╭─ Extracted information
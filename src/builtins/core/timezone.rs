//! This module implements `TimeZone` and the resolution of local times.

use alloc::borrow::Cow;
use alloc::format;
use alloc::string::String;
use core::{fmt, iter::Peekable, str::Chars};

use crate::{
    host::HostTimeZone,
    provider::TimeZoneProvider,
    utils::{self, MS_PER_MINUTE, MS_PER_SECOND},
    TemporalError, TemporalResult,
};

/// The largest magnitude of a fixed offset, in minutes.
const MAX_OFFSET_MINUTES: i32 = 24 * 60 - 1;

/// A time zone.
#[derive(Debug, Clone, PartialEq, Eq, Hash)]
pub enum TimeZone {
    /// A constant offset from UTC in minutes.
    FixedOffset(i32),
    /// The zone of the host system, by its IANA identifier.
    System(String),
    /// An IANA time zone, by its canonical identifier.
    Named(String),
}

impl Default for TimeZone {
    fn default() -> Self {
        Self::utc()
    }
}

/// The outcome of resolving a local time in a zone.
#[derive(Debug, Clone, Copy, PartialEq, Eq)]
pub(crate) struct ResolvedLocalTime {
    pub(crate) epoch_milliseconds: i64,
    pub(crate) offset_minutes: i32,
    /// Whether the local time did not exist and was moved forward.
    pub(crate) adjusted: bool,
}

impl TimeZone {
    /// The UTC zone.
    #[inline]
    pub const fn utc() -> Self {
        Self::FixedOffset(0)
    }

    /// Creates a fixed offset zone, rejecting offsets of a day or more.
    pub fn fixed_offset(minutes: i32) -> TemporalResult<Self> {
        if !(-MAX_OFFSET_MINUTES..=MAX_OFFSET_MINUTES).contains(&minutes) {
            return Err(TemporalError::time_zone()
                .with_message(format!("Offset of {minutes} minutes is out of range.")));
        }
        Ok(Self::FixedOffset(minutes))
    }

    /// Parses a zone specifier.
    ///
    /// Accepted forms are `"local"` and `"system"` for the host's zone,
    /// `"utc"`, `"gmt"` and `"z"`, `"UTC+5"` and `"UTC-3:30"`, `"+05:30"`
    /// and `"-0330"`, and any IANA identifier known to `provider`. Keywords
    /// and identifiers are matched ignoring ASCII case.
    pub fn try_from_str_with_host(
        source: &str,
        host: &impl HostTimeZone,
        provider: &impl TimeZoneProvider,
    ) -> TemporalResult<Self> {
        if source.eq_ignore_ascii_case("local") || source.eq_ignore_ascii_case("system") {
            return host.get_host_time_zone(provider);
        }
        if ["utc", "gmt", "z"]
            .iter()
            .any(|name| source.eq_ignore_ascii_case(name))
        {
            return Ok(Self::utc());
        }

        let mut cursor = source.chars().peekable();
        if source.len() > 3
            && source.is_char_boundary(3)
            && source[..3].eq_ignore_ascii_case("utc")
        {
            let mut cursor = source[3..].chars().peekable();
            return parse_utc_specifier(&mut cursor).and_then(Self::fixed_offset);
        }
        if cursor.peek().is_some_and(is_ascii_sign) {
            return parse_offset(&mut cursor).and_then(Self::fixed_offset);
        }

        let canonical = provider
            .normalize_identifier(source.as_bytes())
            .map_err(|_| {
                TemporalError::time_zone()
                    .with_message(format!("Unknown time zone specifier: {source}"))
            })?;
        Ok(Self::Named(canonical.into_owned()))
    }

    /// Returns the kind of this zone: `"fixed"`, `"system"` or `"iana"`.
    #[must_use]
    pub fn kind(&self) -> &'static str {
        match self {
            Self::FixedOffset(_) => "fixed",
            Self::System(_) => "system",
            Self::Named(_) => "iana",
        }
    }

    /// Returns the canonical name of this zone, e.g. `"UTC"`, `"UTC+5"`,
    /// `"UTC-3:30"` or `"America/New_York"`.
    #[must_use]
    pub fn canonical_name(&self) -> Cow<'_, str> {
        match self {
            Self::FixedOffset(0) => Cow::Borrowed("UTC"),
            Self::FixedOffset(minutes) => {
                let sign = if *minutes < 0 { '-' } else { '+' };
                let hours = minutes.abs() / 60;
                let minutes = minutes.abs() % 60;
                if minutes == 0 {
                    Cow::Owned(format!("UTC{sign}{hours}"))
                } else {
                    Cow::Owned(format!("UTC{sign}{hours}:{minutes:02}"))
                }
            }
            Self::System(name) | Self::Named(name) => Cow::Borrowed(name),
        }
    }

    #[inline]
    #[must_use]
    pub fn is_fixed_offset(&self) -> bool {
        matches!(self, Self::FixedOffset(_))
    }

    /// Returns the offset of this zone in minutes at an instant.
    pub fn offset_minutes_at_with_provider(
        &self,
        epoch_milliseconds: i64,
        provider: &impl TimeZoneProvider,
    ) -> TemporalResult<i32> {
        match self {
            Self::FixedOffset(minutes) => Ok(*minutes),
            Self::System(name) | Self::Named(name) => {
                let epoch_seconds = utils::floor_div(epoch_milliseconds, MS_PER_SECOND);
                let offset = provider.get_named_tz_offset_seconds(name, epoch_seconds)?;
                i32::try_from(offset.as_minutes()).map_err(|_| {
                    TemporalError::assert().with_message("Time zone offset is out of range.")
                })
            }
        }
    }

    /// Resolves milliseconds since the local epoch into an instant, starting
    /// from a guessed offset.
    ///
    /// A local time repeated by a backward transition resolves to whichever
    /// offset the first probe confirms. A local time skipped by a forward
    /// transition is moved forward by the size of the gap.
    pub(crate) fn resolve_local_with_provider(
        &self,
        local_milliseconds: i64,
        offset_guess: i32,
        provider: &impl TimeZoneProvider,
    ) -> TemporalResult<ResolvedLocalTime> {
        let offset_ms = |offset: i32| i64::from(offset) * MS_PER_MINUTE;

        let mut utc_guess = local_milliseconds - offset_ms(offset_guess);
        let second_offset = self.offset_minutes_at_with_provider(utc_guess, provider)?;
        if second_offset == offset_guess {
            return Ok(ResolvedLocalTime {
                epoch_milliseconds: utc_guess,
                offset_minutes: offset_guess,
                adjusted: false,
            });
        }

        utc_guess -= offset_ms(second_offset - offset_guess);
        let third_offset = self.offset_minutes_at_with_provider(utc_guess, provider)?;
        if second_offset == third_offset {
            return Ok(ResolvedLocalTime {
                epoch_milliseconds: utc_guess,
                offset_minutes: second_offset,
                adjusted: false,
            });
        }

        // The probes disagree, so the local time falls in a gap.
        #[cfg(feature = "log")]
        log::debug!(
            "local time {local_milliseconds} does not exist in {self}, offsets {second_offset} and {third_offset}"
        );
        Ok(ResolvedLocalTime {
            epoch_milliseconds: local_milliseconds - offset_ms(second_offset.min(third_offset)),
            offset_minutes: second_offset.max(third_offset),
            adjusted: true,
        })
    }
}

impl fmt::Display for TimeZone {
    fn fmt(&self, f: &mut fmt::Formatter<'_>) -> fmt::Result {
        f.write_str(&self.canonical_name())
    }
}

/// Parses `±H[H][:MM]`, the part of a `UTC±H[:MM]` specifier after `UTC`.
fn parse_utc_specifier(chars: &mut Peekable<Chars<'_>>) -> TemporalResult<i32> {
    let sign = parse_sign(chars)?;
    let mut hours = parse_digit(chars)?;
    if let Some(digit) = chars.peek().and_then(|ch| ch.to_digit(10)) {
        chars.next();
        hours = hours * 10 + digit as i32;
    }
    let minutes = match chars.next() {
        Some(':') => parse_digit_pair(chars)?,
        Some(_) => return Err(unexpected_character()),
        None => 0,
    };
    expect_end(chars)?;
    Ok((hours * 60 + minutes) * sign)
}

/// Parses `±HH[:MM]` or `±HHMM`.
#[inline]
pub(crate) fn parse_offset(chars: &mut Peekable<Chars<'_>>) -> TemporalResult<i32> {
    let sign = parse_sign(chars)?;
    // First offset portion
    let hours = parse_digit_pair(chars)?;

    let sep = chars.peek().is_some_and(|ch| *ch == ':');
    if sep {
        let _ = chars.next();
    }

    let digit_peek = chars.peek().map(|ch| ch.is_ascii_digit());

    let minutes = match digit_peek {
        Some(true) => parse_digit_pair(chars)?,
        Some(false) => return Err(non_ascii_digit()),
        None if sep => return Err(abrupt_end()),
        None => 0,
    };
    expect_end(chars)?;

    Ok((hours * 60 + minutes) * sign)
}

fn parse_sign(chars: &mut Peekable<Chars<'_>>) -> TemporalResult<i32> {
    match chars.next() {
        Some('+') => Ok(1),
        Some('-') => Ok(-1),
        Some(_) => Err(unexpected_character()),
        None => Err(abrupt_end()),
    }
}

fn parse_digit(chars: &mut Peekable<Chars<'_>>) -> TemporalResult<i32> {
    let ch = chars.next().ok_or_else(abrupt_end)?;
    ch.to_digit(10)
        .map(|digit| digit as i32)
        .ok_or_else(non_ascii_digit)
}

fn parse_digit_pair(chars: &mut Peekable<Chars<'_>>) -> TemporalResult<i32> {
    let tens = parse_digit(chars)?;
    let ones = parse_digit(chars)?;
    Ok(tens * 10 + ones)
}

fn expect_end(chars: &mut Peekable<Chars<'_>>) -> TemporalResult<()> {
    match chars.next() {
        Some(_) => Err(unexpected_character()),
        None => Ok(()),
    }
}

fn abrupt_end() -> TemporalError {
    TemporalError::time_zone().with_message("Abrupt end while parsing offset string")
}

fn non_ascii_digit() -> TemporalError {
    TemporalError::time_zone().with_message("Non ascii digit found while parsing offset string")
}

fn unexpected_character() -> TemporalError {
    TemporalError::time_zone().with_message("Unexpected character while parsing offset string")
}

fn is_ascii_sign(ch: &char) -> bool {
    *ch == '+' || *ch == '-'
}
//! POSIX TZ string evaluation.
//!
//! TZif data only lists transitions up to the year it was compiled for
//! (usually 2037). Later instants are resolved with the POSIX TZ string in
//! the TZif footer, e.g. `EST5EDT,M3.2.0,M11.1.0`.

use tzif::data::posix::{PosixTzString, TransitionDate, TransitionDay};

use crate::{provider::UtcOffsetSeconds, utils};

/// The DST start and end instants of a POSIX TZ string for a given year.
#[derive(Debug, Clone, Copy, PartialEq, Eq)]
pub(crate) struct DstTransitionInfoForYear {
    pub(crate) dst_start_seconds: i64,
    pub(crate) dst_end_seconds: i64,
    pub(crate) std_offset: UtcOffsetSeconds,
    pub(crate) dst_offset: UtcOffsetSeconds,
}

impl DstTransitionInfoForYear {
    /// Whether `seconds` falls inside daylight saving time.
    ///
    /// Southern hemisphere zones start DST late in the year and end it early
    /// in the year, so the DST range wraps around the year boundary.
    pub(crate) fn contains(&self, seconds: i64) -> bool {
        if self.dst_start_seconds <= self.dst_end_seconds {
            (self.dst_start_seconds..self.dst_end_seconds).contains(&seconds)
        } else {
            !(self.dst_end_seconds..self.dst_start_seconds).contains(&seconds)
        }
    }
}

/// Resolves the UTC offset of a POSIX TZ string at `seconds`.
pub(crate) fn resolve_posix_tz_string(posix: &PosixTzString, seconds: i64) -> UtcOffsetSeconds {
    let std_offset = UtcOffsetSeconds::from(&posix.std_info);
    let Some(dst) = &posix.dst_info else {
        // Regardless of the time, there is one variant and we can return it.
        return std_offset;
    };
    let dst_offset = UtcOffsetSeconds::from(&dst.variant_info);

    // The rule year is the year in local standard time.
    let year = utils::year_from_epoch_seconds(seconds + std_offset.0);
    let info = DstTransitionInfoForYear {
        dst_start_seconds: calculate_transition_seconds_for_year(year, dst.start_date, std_offset),
        dst_end_seconds: calculate_transition_seconds_for_year(year, dst.end_date, dst_offset),
        std_offset,
        dst_offset,
    };

    #[cfg(feature = "log")]
    log::trace!("resolved POSIX rule for {year}: {info:?}");

    if info.contains(seconds) {
        info.dst_offset
    } else {
        info.std_offset
    }
}

/// Returns the epoch seconds of a POSIX transition date in `year`.
///
/// The transition time is expressed in local time of the offset in effect
/// before the transition, which is provided as `offset`.
pub(crate) fn calculate_transition_seconds_for_year(
    year: i32,
    transition_date: TransitionDate,
    offset: UtcOffsetSeconds,
) -> i64 {
    let year_epoch_days = utils::epoch_days_for_year(year);
    let is_leap = utils::is_leap(year);

    // Zero-based day of the year of the transition.
    let days = match transition_date.day {
        // `Jn`: 1-based, February 29th is never counted.
        TransitionDay::NoLeap(day) if day > 59 => i64::from(day) - 1 + i64::from(is_leap),
        TransitionDay::NoLeap(day) => i64::from(day) - 1,
        // `n`: 0-based, February 29th is counted.
        TransitionDay::WithLeap(day) => i64::from(day),
        TransitionDay::Mwd(month, week, day) => {
            let month = month.clamp(1, 12) as u8;
            let days_to_month = i64::from(utils::month_to_day(month - 1, is_leap));
            let days_in_month = i64::from(utils::iso_days_in_month(year, month));
            let first_weekday =
                i64::from(utils::epoch_days_to_day_of_week(year_epoch_days + days_to_month));

            // Zero-based day of month of the first `day` weekday.
            let first = (i64::from(day) - first_weekday).rem_euclid(7);
            let mut day_of_month = first + (i64::from(week) - 1) * 7;
            // Week 5 means "the last such weekday of the month".
            while day_of_month >= days_in_month {
                day_of_month -= 7;
            }
            days_to_month + day_of_month
        }
    };

    (year_epoch_days + days) * utils::SECONDS_PER_DAY + transition_date.time.0 - offset.0
}

#[cfg(test)]
mod tests {
    use tzif::data::time::Seconds;

    use super::*;

    fn date(day: TransitionDay) -> TransitionDate {
        TransitionDate {
            day,
            time: Seconds(7200),
        }
    }

    #[test]
    fn second_sunday_of_march() {
        // EST5EDT,M3.2.0: 2017-03-12T02:00 local standard time.
        let seconds = calculate_transition_seconds_for_year(
            2017,
            date(TransitionDay::Mwd(3, 2, 0)),
            UtcOffsetSeconds(-18_000),
        );
        assert_eq!(seconds, 1_489_302_000);
    }

    #[test]
    fn last_sunday_of_october() {
        // M10.5.0 in 2024 is October 27th.
        let seconds = calculate_transition_seconds_for_year(
            2024,
            date(TransitionDay::Mwd(10, 5, 0)),
            UtcOffsetSeconds(0),
        );
        let expected = utils::epoch_days_from_gregorian_date(2024, 10, 27) * 86_400 + 7200;
        assert_eq!(seconds, expected);
    }

    #[test]
    fn julian_days() {
        let no_leap = calculate_transition_seconds_for_year(
            2016,
            date(TransitionDay::NoLeap(60)),
            UtcOffsetSeconds(0),
        );
        let expected = utils::epoch_days_from_gregorian_date(2016, 3, 1) * 86_400 + 7200;
        assert_eq!(no_leap, expected);

        let with_leap = calculate_transition_seconds_for_year(
            2016,
            date(TransitionDay::WithLeap(59)),
            UtcOffsetSeconds(0),
        );
        let expected = utils::epoch_days_from_gregorian_date(2016, 2, 29) * 86_400 + 7200;
        assert_eq!(with_leap, expected);
    }

    #[test]
    fn southern_hemisphere_wraps() {
        let info = DstTransitionInfoForYear {
            dst_start_seconds: 300,
            dst_end_seconds: 100,
            std_offset: UtcOffsetSeconds(36_000),
            dst_offset: UtcOffsetSeconds(39_600),
        };
        assert!(info.contains(50));
        assert!(!info.contains(200));
        assert!(info.contains(400));
    }
}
╰─
Look above for the line holding "Ok(Self::FixedOffset(minutes))" and the line holding "and any IANA". Retype both, and every line between them, word for word and nothing else.

Response to the exercise.
        Ok(Self::FixedOffset(minutes))
    }

    /// Parses a zone specifier.
    ///
    /// Accepted forms are `"local"` and `"system"` for the host's zone,
    /// `"utc"`, `"gmt"` and `"z"`, `"UTC+5"` and `"UTC-3:30"`, `"+05:30"`
    /// and `"-0330"`, and any IANA identifier known to `provider`. Keywords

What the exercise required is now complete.